**Exercise**
Return verbatim the line containing "View::new(0, 4), message(MsgCode::Prepare));" together with all lines that follow it, through the end of the records.

**Study material**
↓↓↓

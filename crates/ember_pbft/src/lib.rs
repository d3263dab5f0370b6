#![warn(missing_docs)]
//! A PBFT consensus engine for a permissioned chain.
//!
//! The engine drives one validator through the three-phase protocol:
//! AcceptRequest → Preprepared → Prepared → Committed, with a round-change
//! sub-protocol for liveness and a light-proposal sub-protocol that ships
//! transaction digests instead of bodies and reconstructs them from the local
//! pool.
//!
//! The engine is an active component running as a single-threaded actor. The
//! node feeds it through the event mux ([`event_channel`]): locally built
//! proposals, raw peer messages, and final-committed notifications. Timeouts
//! and backlog replays are self-generated. Everything else — signing, block
//! verification and execution, the transaction pool, the transport, and chain
//! insertion — is reached through the [`types::Backend`] trait; the backend
//! holds no reference to engine internals.
//!
//! Out-of-order arrivals are absorbed by a per-sender priority backlog and
//! replayed as the state machine advances, so a commit arriving before its
//! preprepare is buffered, not lost.

pub mod config;
pub mod events;
pub mod metrics;
#[allow(missing_docs)]
pub mod types;
pub mod validator_set;

mod backlog;
mod commit;
mod engine;
mod light;
mod message_set;
mod prepare;
mod preprepare;
mod round_change;
mod round_state;

pub use config::PbftConfig;
pub use engine::Engine;
pub use events::{event_channel, EventReceivers, EventSender};

#[cfg(test)]
pub(crate) mod test_utils;
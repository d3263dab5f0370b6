use ember_wire::{Address, Message, MsgCode, View};

use super::{Backlog, BacklogStatus};
use crate::test_utils::validators;
use crate::validator_set::ValidatorSet;

fn own() -> Address {
    validators()[0]
}

fn sender() -> Address {
    validators()[1]
}

fn message(code: MsgCode) -> Message {
    let mut msg = Message::new(code, Vec::new());
    msg.address = sender();
    msg
}

/// Drain with everything considered current.
fn drain_all(backlog: &Backlog) -> Vec<MsgCode> {
    backlog
        .drain_ready(&ValidatorSet::new(validators()), |_, _| BacklogStatus::Current)
        .into_iter()
        .map(|(_, msg)| msg.code)
        .collect()
}

#[test]
fn replays_in_priority_order_within_a_view() {
    let backlog = Backlog::new(own(), 16);
    let view = View::new(0, 2);
    backlog.store(sender(), view, message(MsgCode::Prepare));
    backlog.store(sender(), view, message(MsgCode::Commit));
    backlog.store(sender(), view, message(MsgCode::Preprepare));

    // Preprepare unblocks the round, then commits outrank prepares.
    assert_eq!(
        drain_all(&backlog),
        vec![MsgCode::Preprepare, MsgCode::Commit, MsgCode::Prepare]
    );
}

#[test]
fn lower_sequences_come_first() {
    let backlog = Backlog::new(own(), 16);
    backlog.store(sender(), View::new(0, 3), message(MsgCode::Preprepare));
    backlog.store(sender(), View::new(5, 2), message(MsgCode::Commit));
    assert_eq!(drain_all(&backlog), vec![MsgCode::Commit, MsgCode::Preprepare]);
}

#[test]
fn round_changes_ignore_their_round() {
    let backlog = Backlog::new(own(), 16);
    backlog.store(sender(), View::new(9, 2), message(MsgCode::RoundChange));
    backlog.store(sender(), View::new(0, 2), message(MsgCode::Preprepare));
    // Same sequence: the round change's round-9 view does not penalize it.
    assert_eq!(drain_all(&backlog), vec![MsgCode::RoundChange, MsgCode::Preprepare]);
}

#[test]
fn queue_stalls_at_the_first_future_message() {
    let backlog = Backlog::new(own(), 16);
    backlog.store(sender(), View::new(0, 2), message(MsgCode::Preprepare));
    backlog.store(sender(), View::new(0, 3), message(MsgCode::Preprepare));

    let ready = backlog.drain_ready(&ValidatorSet::new(validators()), |_, view| {
        if view.sequence <= 2 {
            BacklogStatus::Current
        } else {
            BacklogStatus::Future
        }
    });
    assert_eq!(ready.len(), 1);
    // The future message stays put for the next advance.
    assert_eq!(backlog.len(sender()), 1);
}

#[test]
fn old_messages_are_dropped_on_drain() {
    let backlog = Backlog::new(own(), 16);
    backlog.store(sender(), View::new(0, 2), message(MsgCode::Prepare));
    let ready =
        backlog.drain_ready(&ValidatorSet::new(validators()), |_, _| BacklogStatus::Old);
    assert!(ready.is_empty());
    assert_eq!(backlog.len(sender()), 0);
}

#[test]
fn messages_from_self_are_rejected() {
    let backlog = Backlog::new(own(), 16);
    backlog.store(own(), View::new(0, 2), message(MsgCode::Prepare));
    assert_eq!(backlog.len(own()), 0);
}

#[test]
fn queues_of_removed_validators_are_discarded() {
    let backlog = Backlog::new(own(), 16);
    let outsider = Address([0x55; 20]);
    backlog.store(outsider, View::new(0, 2), message(MsgCode::Prepare));
    assert_eq!(backlog.len(outsider), 1);
    let ready =
        backlog.drain_ready(&ValidatorSet::new(validators()), |_, _| BacklogStatus::Current);
    assert!(ready.is_empty());
    assert_eq!(backlog.len(outsider), 0);
}

#[test]
fn capacity_evicts_the_lowest_priority_entry() {
    let backlog = Backlog::new(own(), 2);
    backlog.store(sender(), View::new(0, 5), message(MsgCode::Prepare));
    backlog.store(sender(), View::new(0, 4), message(MsgCode::Prepare));
    // Full. A higher-priority (lower sequence) message pushes out sequence 5.
    backlog.store(sender(), View::new(0, 3), message(MsgCode::Prepare));
    assert_eq!(backlog.len(sender()), 2);

    let mut seen = Vec::new();
    backlog.drain_ready(&ValidatorSet::new(validators()), |_, view| {
        seen.push(view.sequence);
        BacklogStatus::Current
    });
    assert_eq!(seen, vec![3, 4]);

    // And an incoming message that is itself the lowest priority is dropped.
    let backlog = Backlog::new(own(), 1);
    backlog.store(sender(), View::new(0, 1), message(MsgCode::Prepare));
    backlog.store(sender(), View::new(0, 9), message(MsgCode::Prepare));
    assert_eq!(backlog.len(sender()), 1);
    let ready = backlog.drain_ready(&ValidatorSet::new(validators()), |_, view| {
        assert_eq!(view.sequence, 1);
        BacklogStatus::Current
    });
    assert_eq!(ready.len(), 1);
}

↑↑↑

**Exercise response**
    backlog.store(sender(), View::new(0, 4), message(MsgCode::Prepare));
    // Full. A higher-priority (lower sequence) message pushes out sequence 5.
    backlog.store(sender(), View::new(0, 3), message(MsgCode::Prepare));
    assert_eq!(backlog.len(sender()), 2);

    let mut seen = Vec::new();
    backlog.drain_ready(&ValidatorSet::new(validators()), |_, view| {
        seen.push(view.sequence);
        BacklogStatus::Current
    });
    assert_eq!(seen, vec![3, 4]);

    // And an incoming message that is itself the lowest priority is dropped.
    let backlog = Backlog::new(own(), 1);
    backlog.store(sender(), View::new(0, 1), message(MsgCode::Prepare));
    backlog.store(sender(), View::new(0, 9), message(MsgCode::Prepare));
    assert_eq!(backlog.len(sender()), 1);
    let ready = backlog.drain_ready(&ValidatorSet::new(validators()), |_, view| {
        assert_eq!(view.sequence, 1);
        BacklogStatus::Current
    });
    assert_eq!(ready.len(), 1);
}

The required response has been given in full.